The functions return a list with the following components:

```{r, eval=FALSE}
# Optimal parameters
cat("Optimal lambda:", result$lambda, "\n")
cat("Optimal alpha:", paste(round(result$alpha, 4), collapse = ", "), "\n")

# Performance metrics
cat("Training error:", round(result$train.error, 4), "\n")
cat("Test error:", round(result$test.error, 4), "\n")
cat("R-squared:", round(result$R2, 4), "\n")

# Model selection
cat("Number of selected variables:", result$select, "\n")
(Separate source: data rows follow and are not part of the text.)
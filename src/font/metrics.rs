//! Advance widths for the standard Helvetica faces.
//!
//! Values are the AFM widths (1/1000 em) for the printable ASCII range
//! 0x20..=0x7E. Anything outside that range that WinAnsi can still encode
//! falls back to a per-face default, except the bullet which the layout
//! uses constantly and therefore gets its real width.

/// Width table for one standard font face.
pub struct StandardFontMetrics {
    ascii: &'static [u16; 95],
    bullet: u16,
    default: u16,
}

impl StandardFontMetrics {
    /// Advance width of `ch` in points at `font_size`.
    pub fn char_width(&self, ch: char, font_size: f64) -> f64 {
        let units = match ch {
            ' '..='~' => self.ascii[ch as usize - 0x20],
            '\u{2022}' => self.bullet,
            '\u{00A0}' => self.ascii[0],
            _ => self.default,
        };
        units as f64 * font_size / 1000.0
    }

    /// Width of a whole string in points.
    pub fn measure_string(&self, text: &str, font_size: f64, letter_spacing: f64) -> f64 {
        text.chars()
            .map(|ch| self.char_width(ch, font_size) + letter_spacing)
            .sum()
    }
}

#[rustfmt::skip]
const HELVETICA_ASCII: [u16; 95] = [
    // space ! " # $ % & ' ( ) * + , - . /
    278, 278, 355, 556, 556, 889, 667, 191, 333, 333, 389, 584, 278, 333, 278, 278,
    // 0-9
    556, 556, 556, 556, 556, 556, 556, 556, 556, 556,
    // : ; < = > ? @
    278, 278, 584, 584, 584, 556, 1015,
    // A-Z
    667, 667, 722, 722, 667, 611, 778, 722, 278, 500, 667, 556, 833,
    722, 778, 667, 778, 722, 667, 611, 722, 667, 944, 667, 667, 611,
    // [ \ ] ^ _ `
    278, 278, 278, 469, 556, 333,
    // a-z
    556, 556, 500, 556, 556, 278, 556, 556, 222, 222, 500, 222, 833,
    556, 556, 556, 556, 333, 500, 278, 556, 500, 722, 500, 500, 500,
    // { | } ~
    334, 260, 334, 584,
];

#[rustfmt::skip]
const HELVETICA_BOLD_ASCII: [u16; 95] = [
    // space ! " # $ % & ' ( ) * + , - . /
    278, 333, 474, 556, 556, 889, 722, 238, 333, 333, 389, 584, 278, 333, 278, 278,
    // 0-9
    556, 556, 556, 556, 556, 556, 556, 556, 556, 556,
    // : ; < = > ? @
    333, 333, 584, 584, 584, 611, 975,
    // A-Z
    722, 722, 722, 722, 667, 611, 778, 722, 278, 556, 722, 611, 833,
    722, 778, 667, 778, 722, 667, 611, 722, 667, 944, 667, 667, 611,
    // [ \ ] ^ _ `
    333, 278, 333, 584, 556, 333,
    // a-z
    556, 611, 556, 611, 556, 333, 611, 611, 278, 278, 556, 278, 889,
    611, 611, 611, 611, 389, 556, 333, 611, 556, 778, 556, 556, 500,
    // { | } ~
    389, 280, 389, 584,
];

pub static HELVETICA: StandardFontMetrics = StandardFontMetrics {
    ascii: &HELVETICA_ASCII,
    bullet: 350,
    default: 556,
};

pub static HELVETICA_BOLD: StandardFontMetrics = StandardFontMetrics {
    ascii: &HELVETICA_BOLD_ASCII,
    bullet: 350,
    default: 611,
};

#[cfg(test)]
mod tests {
    use super::*;

    #[test]
    fn test_space_width() {
        assert!((HELVETICA.char_width(' ', 12.0) - 3.336).abs() < 1e-9);
    }

    #[test]
    fn test_table_lookups() {
        assert_eq!(HELVETICA.char_width('A', 1000.0), 667.0);
        assert_eq!(HELVETICA.char_width('~', 1000.0), 584.0);
        assert_eq!(HELVETICA_BOLD.char_width('m', 1000.0), 889.0);
        assert_eq!(HELVETICA.char_width('\u{2022}', 1000.0), 350.0);
    }

    #[test]
    fn test_measure_string_sums() {
        let w = HELVETICA.measure_string("ab", 10.0, 0.0);
        assert!((w - 11.12).abs() < 1e-9);
    }
}
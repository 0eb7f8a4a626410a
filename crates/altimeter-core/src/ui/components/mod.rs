//! UI components library

pub mod slider;
pub mod switch;
pub mod text;

pub use slider::Slider;
pub use switch::Switch;
pub use text::{TextComponent, TextSize};
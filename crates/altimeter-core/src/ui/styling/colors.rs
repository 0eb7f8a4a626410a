//! Color definitions and palette management
//!
//! All colors are RGB565:
//! - Red: 5 bits (0-31)
//! - Green: 6 bits (0-63)
//! - Blue: 5 bits (0-31)
//!
//! To convert from 8-bit RGB: R>>3, G>>2, B>>3

use embedded_graphics::pixelcolor::Rgb565;

// ============================================================================
// Base Colors
// ============================================================================

/// Pure white - maximum brightness in RGB565
pub const WHITE: Rgb565 = Rgb565::new(31, 63, 31);

pub const BLACK: Rgb565 = Rgb565::new(0, 0, 0);

/// Light gray - for secondary text on dark backgrounds
pub const LIGHT_GRAY: Rgb565 = Rgb565::new(21, 42, 21);

/// Medium gray - for switch tracks in the off position
pub const GRAY: Rgb565 = Rgb565::new(16, 32, 16);

/// Dark gray - for secondary text on light backgrounds
pub const DARK_GRAY: Rgb565 = Rgb565::new(10, 20, 10);

/// Accent for active controls - bright teal-green
pub const ACCENT: Rgb565 = Rgb565::new(95 >> 3, 185 >> 2, 141 >> 3);

/// Background fraction above which text switches to white
pub const CONTRAST_THRESHOLD: f32 = 0.5;

// ============================================================================
// Altitude Greyscale
// ============================================================================

/// Linear grey ramp: 0 is white, 1 is black. Out-of-range input is clamped.
pub fn greyscale(fraction: f32) -> Rgb565 {
    let fraction = if fraction.is_nan() {
        0.0
    } else {
        fraction.clamp(0.0, 1.0)
    };
    let level = 1.0 - fraction;
    let r = libm::roundf(level * 31.0) as u8;
    let g = libm::roundf(level * 63.0) as u8;
    Rgb565::new(r, g, r)
}

/// Text color that stays legible on `greyscale(fraction)`
pub fn contrast_foreground(fraction: f32) -> Rgb565 {
    if fraction > CONTRAST_THRESHOLD {
        WHITE
    } else {
        BLACK
    }
}

// ============================================================================
// Color Palette
// ============================================================================

/// Colors for text and controls drawn over the altitude background.
///
/// The background itself is not part of the palette: it follows the
/// altitude, and [`ColorPalette::for_background`] picks the text colors
/// to match it.
#[derive(Debug, Clone, Copy, PartialEq)]
pub struct ColorPalette {
    /// Accent for active controls (switch on, slider fill)
    pub primary: Rgb565,

    /// Inactive control surfaces (switch off, slider track)
    pub surface: Rgb565,

    /// Knobs and thumbs
    pub knob: Rgb565,

    /// Primary text color - high contrast
    pub text_primary: Rgb565,

    /// Secondary text color - lower contrast for labels
    pub text_secondary: Rgb565,

    /// Outline color for controls
    pub border: Rgb565,
}

impl Default for ColorPalette {
    /// Returns the light palette, matching the sea-level background
    fn default() -> Self {
        Self::light()
    }
}

impl ColorPalette {
    /// Dark text for light backgrounds
    pub fn light() -> Self {
        Self {
            primary: ACCENT,
            surface: GRAY,
            knob: WHITE,
            text_primary: BLACK,
            text_secondary: DARK_GRAY,
            border: DARK_GRAY,
        }
    }

    /// Light text for dark backgrounds
    pub fn dark() -> Self {
        Self {
            primary: ACCENT,
            surface: GRAY,
            knob: WHITE,
            text_primary: WHITE,
            text_secondary: LIGHT_GRAY,
            border: LIGHT_GRAY,
        }
    }

    /// Palette that reads well on `greyscale(fraction)`
    pub fn for_background(fraction: f32) -> Self {
        if contrast_foreground(fraction) == WHITE {
            Self::dark()
        } else {
            Self::light()
        }
    }
}

#[cfg(test)]
mod tests {
    use super::*;
    use embedded_graphics::pixelcolor::RgbColor;

    #[test]
    fn test_greyscale_endpoints() {
        assert_eq!(greyscale(0.0), WHITE);
        assert_eq!(greyscale(1.0), BLACK);
        assert_eq!(greyscale(-3.0), WHITE);
        assert_eq!(greyscale(7.0), BLACK);
        assert_eq!(greyscale(f32::NAN), WHITE);
    }

    #[test]
    fn test_greyscale_darkens_monotonically() {
        let mut previous = greyscale(0.0);
        for step in 1..=20 {
            let color = greyscale(step as f32 / 20.0);
            assert!(color.g() <= previous.g());
            assert!(color.r() <= previous.r());
            assert_eq!(color.r(), color.b());
            previous = color;
        }
    }

    #[test]
    fn test_contrast_foreground_flips_past_mid_grey() {
        assert_eq!(contrast_foreground(0.0), BLACK);
        assert_eq!(contrast_foreground(0.5), BLACK);
        assert_eq!(contrast_foreground(0.51), WHITE);
        assert_eq!(ColorPalette::for_background(0.9).text_primary, WHITE);
        assert_eq!(ColorPalette::for_background(0.1).text_primary, BLACK);
    }
}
# If true beta provided, evaluation metrics
if (!is.null(beta.true)) {
  cat("Estimation error:", round(result$est.error, 4), "\n")
  cat("False Positive Rate:", round(result$fpr, 4), "\n")
  cat("False Negative Rate:", round(result$fnr, 4), "\n")
}

# Estimated coefficients
cat("First 6 estimated coefficients:\n")
print(round(head(result$a1), 4))
```

### Comparing Methods

```{r, eval=FALSE}
# Compare different methods
methods <- c("adapdiscom", "discom", "fast_adapdiscom", "fast_discom")
results <- list()

# AdapDiscom
results$adapdiscom <- result # Already computed above

# DISCOM
results$discom <- discom(
  beta = beta.true, x = X.train, y = y.train,
  x.tuning = X.tuning, y.tuning = y.tuning,
  x.test = X.test, y.test = y.test,
  nlambda = 20, nalpha = 10, pp = pp
)

# Fast AdapDiscom
results$fast_adapdiscom <- fast_adapdiscom(
  beta = beta.true, x = X.train, y = y.train,
  x.tuning = X.tuning, y.tuning = y.tuning,
  x.test = X.test, y.test = y.test,
  nlambda = 20, nalpha = 10, pp = pp
)

# Fast DISCOM
results$fast_discom <- fast_discom(
  beta = beta.true, x = X.train, y = y.train,
  x.tuning = X.tuning, y.tuning = y.tuning,
  x.test = X.test, y.test = y.test,
  nlambda = 20, pp = pp
)

# Compare performance
comparison <- data.frame(
  Method = names(results),
  Test_Error = round(sapply(results, function(x) x$test.error), 4),
  R_Squared = round(sapply(results, function(x) x$R2), 4),
  Selected_Vars = sapply(results, function(x) x$select),
  Est_Error = round(sapply(results, function(x) x$est.error), 4),
  FPR = round(sapply(results, function(x) x$fpr), 4),
  FNR = round(sapply(results, function(x) x$fnr), 4),
  Time = round(sapply(results, function(x) x$time), 2)
)

print(comparison)
```

> **Note:** When the missing blocks are of equal size within each modality and are disjoint across modalities (i.e., no observations have missing data in multiple modalities simultaneously), Fast-AdapDISCOM reduces to Fast-DISCOM since the adaptive weighting scheme becomes uniform across all modalities.

## Robust Estimation

The package supports robust estimation using Huber's M-estimator:

```{r eval=FALSE}
# Run with robust estimation
result_robust <- adapdiscom(
  beta = beta.true,
  x = X.train, y = y.train,
  x.tuning = X.tuning, y.tuning = y.tuning,
  x.test = X.test, y.test = y.test,
  nlambda = 20, nalpha = 10, pp = pp,
  robust = 1,        # Enable robust estimation
  k.value = 1.5      # Huber tuning parameter
)
```

## Advanced Parameters

```{r eval=FALSE}
# Advanced usage with custom parameters
result_advanced <- adapdiscom(
  beta = beta.true,
  x = X.train, y = y.train,
  x.tuning = X.tuning, y.tuning = y.tuning,
  x.test = X.test, y.test = y.test,
  nlambda = 30,              # More lambda values
  nalpha = 15,               # More alpha values
  pp = pp,
  robust = 0,
  standardize = TRUE,
  itcp = TRUE,
  lambda.min.ratio = 0.001,  # Custom lambda range
  k.value = 1.5
)
```

## Block Structure Requirements

- **AdapDiscom**: Supports any number of blocks (specified by `pp` vector)
- **DISCOM**: Supports 2, 3, or 4 blocks only
- **Fast variants**: Optimized versions with reduced computational complexity

## Tips for Usage

1. **Block sizes**: Ensure `sum(pp) == p` (total number of variables)
2. **Sample sizes**: Use adequate tuning and test sample sizes for reliable parameter selection
3. **Standardization**: Generally recommended (`standardize = TRUE`)
4. **Robust estimation**: Use when data contains outliers (`robust = 1`)
5. **Lambda range**: Adjust `lambda.min.ratio` if needed for better regularization path

## References

For more details on the methodology, please refer to the original papers on _A multimodal high dimensional method accounting for missing data and measurement error heterogeneity_.